Materials and methods

The study was approved by the institutional review board of Lehigh Valley Hospital registered under FWA00000624 and all methods were carried out in accordance with relevant guidelines and regulations.

Our work has the following steps: isolation and labeling the blood samples, image data collection, image processing, and training and evaluating our deep learning model. A flowchart shown in Fig. 1 demonstrates the work after acquiring the isolated and labeled blood samples.

Figure 1

Flowchart of our deep-learning based analysis framework for microscopy images from isolated blood samples. Work steps include data preparation, image pre-processing, ML, and testing. The images collected from bright field and fluorescent microscopy are processed and cropped into images containing a single cell, which are then used as the training and testing raw data for the machine learning model with a deep CNN architecture.

Blood samples

The peripheral blood samples from metastatic RCC (mRCC) patients were provided by Lehigh Valley Health Network, and healthy donor whole blood samples were provided by the University of Maryland. The sample collection processes for both have followed approved institutional review board protocols with patients providing informed consent.

The patient's whole blood was drawn in the 8.5 mL heparin tube and processed right away. 2 mL of whole blood was used for each batch of enrichment with EasySep Direct Human CTC Enrichment Kit. The human colorectal cancer cell line (HCT-116, American Type Culture Collection (ATCC), USA) and healthy donor whole blood were used in this work. WBCs used for the experiments were obtained from whole blood with red blood cell (RBC) lysis. In this experiment, 1 mL whole blood was lysed with 18 mL of RBC lysing buffer (ThermoFisher), followed by a 30-min incubation in the dark at room temperature. The mixture was then centrifuged at 500 g for 5 min. The supernatant was discarded, and the pellet was washed for 2–3 times with PBS. HCT 116 cells were pre-stained with CellTracker (Thermo, USA) Red and all WBCs were pre-stained with CellTracker Green prior use.

CTCs were isolated from peripheral blood samples of metastatic renal cell carcinoma patients. The isolated cells enriched from 2 mL of whole blood were triple washed using 1 × PBS (pH 7.4, Thermo). The enriched cells were mixed with 5 µL anti-hCarbonic Anhydrase 1 × and 2 µL Calcein AM(BD Biosciences, USA) to the cells and brought the final volume to 200 µL with PBS in a 1.5 mL sterile Eppendorf tube for staining. We used an efficient CTC immunomagnetic separation method (EasySep direct human CTC enrichment kit, Catalog #19657) with negative selection. We followed a manual EasySep protocol where peripheral blood was mixed directly with antibody cocktails (CD2, CD14, CD16, CD19, CD45, CD61, CD66b, and Glycophorin A) that recognize hematopoietic cells and platelets. The antibodies were labeled with unwanted cells, then labeled with magnetic beads and separated by EasySep magnet. The target CTCs will be collected from flow through and available for downstream analysis immediately. Live cells could be identified by being stained with Calcein AM, and CTCs isolated from renal cell carcinoma patients were stained with human carbonic anhydrase IX (Abcam, USA) PE-conjugated antibody. A live cell stained with the carbonic anhydrase IX PE-conjugated antibody would be finally identified as a CTC.

Data collection

Optical images were obtained from fluorescent microscopy. Both immunocytochemically stained and bright field images were taken from tumor cell line mixed with WBC from healthy donor whole blood and the negative depletion of peripheral blood from renal cell carcinoma patients. The raw-cell microscopy images are acquired under an Olympus IX70-microscope, 640/480 microscopy bright field camera, with 20-X and 10-X scope magnification.
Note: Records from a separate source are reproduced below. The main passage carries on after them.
pub mod browser_pool;
pub mod browser_profile;
pub mod browser_setup;
pub mod cache;
pub mod challenge;
pub mod config;
pub mod direct_fetch;
pub mod engine;
pub mod error;
pub mod fetch_types;
pub mod render;
pub mod stealth;
pub mod strategy;
pub mod url_safety;
pub mod utils;

pub use browser_pool::{BrowserPool, PageSlot};
pub use browser_setup::{download_managed_browser, find_browser_executable, launch_browser};
pub use cache::{CachedFetch, ResponseCache, SharedCache, cache_key, normalize_url};
#[cfg(feature = "redis-backend")]
pub use cache::RedisCache;
pub use challenge::{ChallengeDetection, ChallengeKind, detect_challenge};
pub use config::{
    Cookie, Device, EngineConfig, FetchOptions, FetchOptionsBuilder, PageAction, ResourceType,
    RetryPolicy, StabilizationConfig,
};
pub use direct_fetch::DirectFetcher;
pub use engine::{FetchEngine, FetchResponse};
pub use error::{ErrorKind, FetchError, Result};
pub use fetch_types::{FetchBody, FetchMethod, FetchResult};
pub use render::{BrowserFetcher, KeptPage, RenderOutput};
pub use strategy::{Escalation, RenderedFetch, SimpleFetch, StrategyOutcome, with_retry};
pub use url_safety::{validate_headers, validate_url, validate_user_agent};

/// Fetch `url` with a throwaway engine configured from the environment.
///
/// Browsers are shut down before returning, so a page kept with
/// `keep_page_open` is closed here too. Long-running callers should hold a
/// [`FetchEngine`] so the browser pool and cache survive between requests.
///
/// # Errors
/// See [`FetchEngine::fetch_with_cancel`].
pub async fn fetch(url: &str, options: &FetchOptions) -> Result<FetchResponse> {
    let engine = FetchEngine::from_env()?;
    let mut outcome = engine.fetch(url, options).await;
    if let Ok(response) = &mut outcome {
        if let Some(page) = response.page.take() {
            page.close().await;
        }
    }
    engine.cleanup().await;
    outcome
}
//! Shared configuration constants for webfetch
//!
//! Default values used throughout the codebase to keep the policy knobs in
//! one place and avoid magic numbers.

use std::time::Duration;

/// Maximum accepted URL length in characters
pub const MAX_URL_LENGTH: usize = 2048;

/// Maximum length of a caller-supplied user agent
pub const MAX_USER_AGENT_LENGTH: usize = 500;

/// Maximum length of a caller-supplied header value
pub const MAX_HEADER_VALUE_LENGTH: usize = 500;

/// Redirect hops followed by the direct fetch engine before giving up
pub const MAX_REDIRECTS: usize = 10;

/// Hard cap on a streamed response body: 10 MB
pub const MAX_RESPONSE_BYTES: usize = 10 * 1024 * 1024;

/// Bodies shorter than this are treated as interstitials, not content
pub const MIN_CONTENT_BYTES: usize = 100;

/// Default per-attempt budget
pub const DEFAULT_TIMEOUT_MS: u64 = 30_000;

/// Accepted range for `timeout_ms`
pub const MIN_TIMEOUT_MS: u64 = 1_000;
pub const MAX_TIMEOUT_MS: u64 = 120_000;

/// Upper bound for the post-load settle delay
pub const MAX_WAIT_MS: u64 = 60_000;

/// Global ceiling on concurrently active rendered fetches
pub const MAX_CONCURRENT_PAGES: usize = 5;

/// Pre-warmed pages kept in the shared pool
pub const PAGE_POOL_SIZE: usize = 3;

/// How long a rendered fetch may wait for admission
pub const QUEUE_TIMEOUT: Duration = Duration::from_secs(30);

/// Tier-1 cache capacity
pub const CACHE_MAX_ENTRIES: usize = 1000;

/// Tier-1 cache TTL: 5 minutes
pub const CACHE_TTL: Duration = Duration::from_secs(5 * 60);

/// Tier-2 cache TTL: 15 minutes
pub const SHARED_CACHE_TTL: Duration = Duration::from_secs(15 * 60);

/// Tier-2 is skipped for this long after any operational error
pub const SHARED_CACHE_COOLDOWN: Duration = Duration::from_secs(30);

/// Tier-2 connect timeout
pub const SHARED_CACHE_CONNECT_TIMEOUT: Duration = Duration::from_secs(2);

/// Environment variable holding the tier-2 connection string
pub const SHARED_CACHE_URL_ENV: &str = "REDIS_URL";

/// Settle wait used for the one extra rendered attempt after a Cloudflare-style reset
pub const CLOUDFLARE_RETRY_WAIT_MS: u64 = 5_000;

/// Chrome user agent string for the launched browsers
///
/// Updated: 2025-01-29 to Chrome 132 (current stable)
/// Next update: 2025-04-29 (quarterly schedule)
pub const CHROME_USER_AGENT: &str = "Mozilla/5.0 (Windows NT 10.0; Win64; x64) AppleWebKit/537.36 (KHTML, like Gecko) Chrome/132.0.6834.160 Safari/537.36";

/// Realistic desktop user agents rotated by the direct fetch engine
pub const DESKTOP_USER_AGENTS: &[&str] = &[
    CHROME_USER_AGENT,
    "Mozilla/5.0 (Macintosh; Intel Mac OS X 10_15_7) AppleWebKit/537.36 (KHTML, like Gecko) Chrome/132.0.0.0 Safari/537.36",
    "Mozilla/5.0 (X11; Linux x86_64) AppleWebKit/537.36 (KHTML, like Gecko) Chrome/132.0.0.0 Safari/537.36",
    "Mozilla/5.0 (Macintosh; Intel Mac OS X 14_7_2) AppleWebKit/605.1.15 (KHTML, like Gecko) Version/18.2 Safari/605.1.15",
    "Mozilla/5.0 (Windows NT 10.0; Win64; x64; rv:134.0) Gecko/20100101 Firefox/134.0",
    "Mozilla/5.0 (Windows NT 10.0; Win64; x64) AppleWebKit/537.36 (KHTML, like Gecko) Chrome/132.0.0.0 Safari/537.36 Edg/132.0.0.0",
];

/// User agent presented by the `mobile` device profile
pub const MOBILE_USER_AGENT: &str = "Mozilla/5.0 (iPhone; CPU iPhone OS 18_2 like Mac OS X) AppleWebKit/605.1.15 (KHTML, like Gecko) Version/18.2 Mobile/15E148 Safari/604.1";

/// User agent presented by the `tablet` device profile
pub const TABLET_USER_AGENT: &str = "Mozilla/5.0 (iPad; CPU OS 18_2 like Mac OS X) AppleWebKit/605.1.15 (KHTML, like Gecko) Version/18.2 Mobile/15E148 Safari/604.1";

/// Pick a realistic desktop user agent at random
#[must_use]
pub fn random_user_agent() -> &'static str {
    use rand::seq::IndexedRandom;
    DESKTOP_USER_AGENTS
        .choose(&mut rand::rng())
        .copied()
        .unwrap_or(CHROME_USER_AGENT)
}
The corresponding label images (Fig. 2a) for a subset of the raw-cell images (Fig. 2b) act as ground truth.

Figure 2

Demonstration of Image pre-processing on the raw image data with higher density of cell. (a) and (b) are the fluorescent labeled image and the corresponding bright field image, respectively; the bright field image is then processed in the toolbox (the dashed-line rectangle region), majorly including: (c) filtering by edge detection based on Otsu’s method, (d) flood-fill operation on the filtered image, (e) morphological opening operation that locates all cells and removes all irrelevant spots, (f) watershed transformation for segmentation. Each individual cell is visualized with a distinct color in this figure. (g) The appearance of segmented cells in the original bright field image. Then the bright field image can be cropped into individual cell images.

High resolution and high magnification images contain more details but acquiring them increases the total number of images to be captured and processed. Therefore, the selection of magnifier of the scope can be considered as a trade-off scenario. We chose 20-X as the magnification scope since it provides a reasonable image resolution for each cell (500 pixels), with acceptable number of images to acquire per testing sample.

Image pre-processing

After raw images of cultured cells have been acquired, the first step of image pre-processing is applying Otsu’s filtering40 algorithm on the raw images to automatically segment the cells. Coelho et al.41 presented a discussion on the segmentation of this type of nuclear images. They evaluated different thresholding algorithms and found that Otsu’s filtering might behave poorly where extreme brightness from some very bright cells leads the algorithm to set a threshold between the very bright cells and the rest, instead of setting it between cells and background. The issue can be resolved by a manual adjustment of brightness, setting a maximum in brightness by judging whether the brightness would result in missing of cells with normal brightness, before the raw images are input into a segmentation toolbox we created. The toolbox is written in MATLAB and is available to be used for other segmentation purposes for bright field and fluorescent images.

On the toolbox, a raw image is processed through the Otsu’s filtering edge detection (Fig. 2c), flood-fill operation (Fig. 2d), and morphological opening operation (Fig. 2e), so that a watershed segmentation can be achieved (Fig. 2f). As one can see from the final segmentation result (Fig. 2g), although all cells contained in the image are located, there are irrelevant spots that have been mistakenly segmented as well. Therefore, after running a cropping algorithm to crop the segmented regions, it is not guaranteed that every cropped region corresponds to a single cell. To ensure the quality of training data for the CNN machine learning model, we manually select only the single-cell images from all cropped images and only use them to train the ML model. The label for a selected single cell image (WBC or CTC) is easily obtained from the label of the cell in the corresponding fluorescent image.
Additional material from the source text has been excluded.